Instructions for the task
Find every line in the records below that holds the word "return", and copy it out.

========================================================================

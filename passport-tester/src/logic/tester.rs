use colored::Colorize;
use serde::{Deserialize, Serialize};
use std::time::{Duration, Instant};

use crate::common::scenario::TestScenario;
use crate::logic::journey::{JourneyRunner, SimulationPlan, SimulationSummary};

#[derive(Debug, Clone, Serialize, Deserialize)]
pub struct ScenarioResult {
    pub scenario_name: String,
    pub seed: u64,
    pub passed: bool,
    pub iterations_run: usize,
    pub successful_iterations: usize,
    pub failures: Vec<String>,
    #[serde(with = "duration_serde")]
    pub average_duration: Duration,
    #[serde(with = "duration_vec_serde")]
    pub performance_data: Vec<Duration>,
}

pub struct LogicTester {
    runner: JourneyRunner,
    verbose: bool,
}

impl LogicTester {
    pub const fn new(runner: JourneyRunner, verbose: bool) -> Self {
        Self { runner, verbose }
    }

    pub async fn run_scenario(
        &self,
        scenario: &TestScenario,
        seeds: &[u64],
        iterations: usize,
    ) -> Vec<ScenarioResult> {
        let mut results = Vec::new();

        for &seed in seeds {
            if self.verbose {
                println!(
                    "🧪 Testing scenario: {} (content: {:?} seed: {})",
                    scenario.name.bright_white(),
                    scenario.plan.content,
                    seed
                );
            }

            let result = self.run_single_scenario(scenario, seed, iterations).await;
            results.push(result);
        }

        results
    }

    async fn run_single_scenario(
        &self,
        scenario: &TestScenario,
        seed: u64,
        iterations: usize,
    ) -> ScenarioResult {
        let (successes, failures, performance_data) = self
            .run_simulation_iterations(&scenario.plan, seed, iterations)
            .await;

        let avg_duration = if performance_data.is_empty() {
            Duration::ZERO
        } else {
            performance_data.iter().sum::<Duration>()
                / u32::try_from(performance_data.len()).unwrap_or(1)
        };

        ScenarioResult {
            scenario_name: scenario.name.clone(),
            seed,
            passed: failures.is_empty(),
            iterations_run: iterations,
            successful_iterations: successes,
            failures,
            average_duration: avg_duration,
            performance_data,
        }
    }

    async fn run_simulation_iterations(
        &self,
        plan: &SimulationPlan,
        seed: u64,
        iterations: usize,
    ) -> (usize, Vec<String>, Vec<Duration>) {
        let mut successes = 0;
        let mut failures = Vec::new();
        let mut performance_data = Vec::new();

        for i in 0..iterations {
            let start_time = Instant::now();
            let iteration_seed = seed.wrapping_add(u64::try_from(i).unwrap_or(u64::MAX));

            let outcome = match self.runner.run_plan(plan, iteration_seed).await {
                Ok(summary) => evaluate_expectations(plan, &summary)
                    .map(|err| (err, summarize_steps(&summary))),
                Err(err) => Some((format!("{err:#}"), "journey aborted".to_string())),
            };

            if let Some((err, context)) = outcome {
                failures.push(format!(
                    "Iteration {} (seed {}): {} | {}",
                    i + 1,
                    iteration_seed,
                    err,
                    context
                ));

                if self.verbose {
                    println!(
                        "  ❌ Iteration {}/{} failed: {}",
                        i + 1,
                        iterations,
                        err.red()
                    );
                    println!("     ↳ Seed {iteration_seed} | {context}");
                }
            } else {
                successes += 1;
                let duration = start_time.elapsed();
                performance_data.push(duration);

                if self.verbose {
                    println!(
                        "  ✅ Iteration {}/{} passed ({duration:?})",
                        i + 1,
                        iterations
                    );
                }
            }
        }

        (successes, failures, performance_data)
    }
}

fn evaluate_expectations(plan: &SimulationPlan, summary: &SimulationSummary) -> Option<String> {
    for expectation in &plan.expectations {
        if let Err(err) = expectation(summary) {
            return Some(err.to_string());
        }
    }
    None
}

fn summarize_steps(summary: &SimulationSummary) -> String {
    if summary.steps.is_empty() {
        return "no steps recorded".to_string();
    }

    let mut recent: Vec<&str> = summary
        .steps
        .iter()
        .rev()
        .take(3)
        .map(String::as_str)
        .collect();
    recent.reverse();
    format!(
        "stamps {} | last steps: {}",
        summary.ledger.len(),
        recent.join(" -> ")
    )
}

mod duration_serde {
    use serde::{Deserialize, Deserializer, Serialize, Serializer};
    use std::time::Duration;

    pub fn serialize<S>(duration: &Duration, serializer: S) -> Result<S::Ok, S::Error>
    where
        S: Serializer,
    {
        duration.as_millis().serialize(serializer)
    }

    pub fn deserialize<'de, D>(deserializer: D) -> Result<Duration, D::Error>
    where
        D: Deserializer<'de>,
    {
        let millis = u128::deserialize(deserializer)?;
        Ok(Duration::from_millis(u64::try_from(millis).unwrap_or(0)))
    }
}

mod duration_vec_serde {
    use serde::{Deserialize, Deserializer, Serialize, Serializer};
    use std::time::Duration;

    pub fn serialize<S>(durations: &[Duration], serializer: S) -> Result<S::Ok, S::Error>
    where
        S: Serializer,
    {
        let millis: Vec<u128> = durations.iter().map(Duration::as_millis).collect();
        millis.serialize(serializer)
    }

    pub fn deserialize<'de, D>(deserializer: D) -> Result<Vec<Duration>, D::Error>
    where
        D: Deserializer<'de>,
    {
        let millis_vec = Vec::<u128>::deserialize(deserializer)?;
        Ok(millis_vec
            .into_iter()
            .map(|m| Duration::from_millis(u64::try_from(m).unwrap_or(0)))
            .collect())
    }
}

========================================================================

Expected answer
            return Some(err.to_string());
        return "no steps recorded".to_string();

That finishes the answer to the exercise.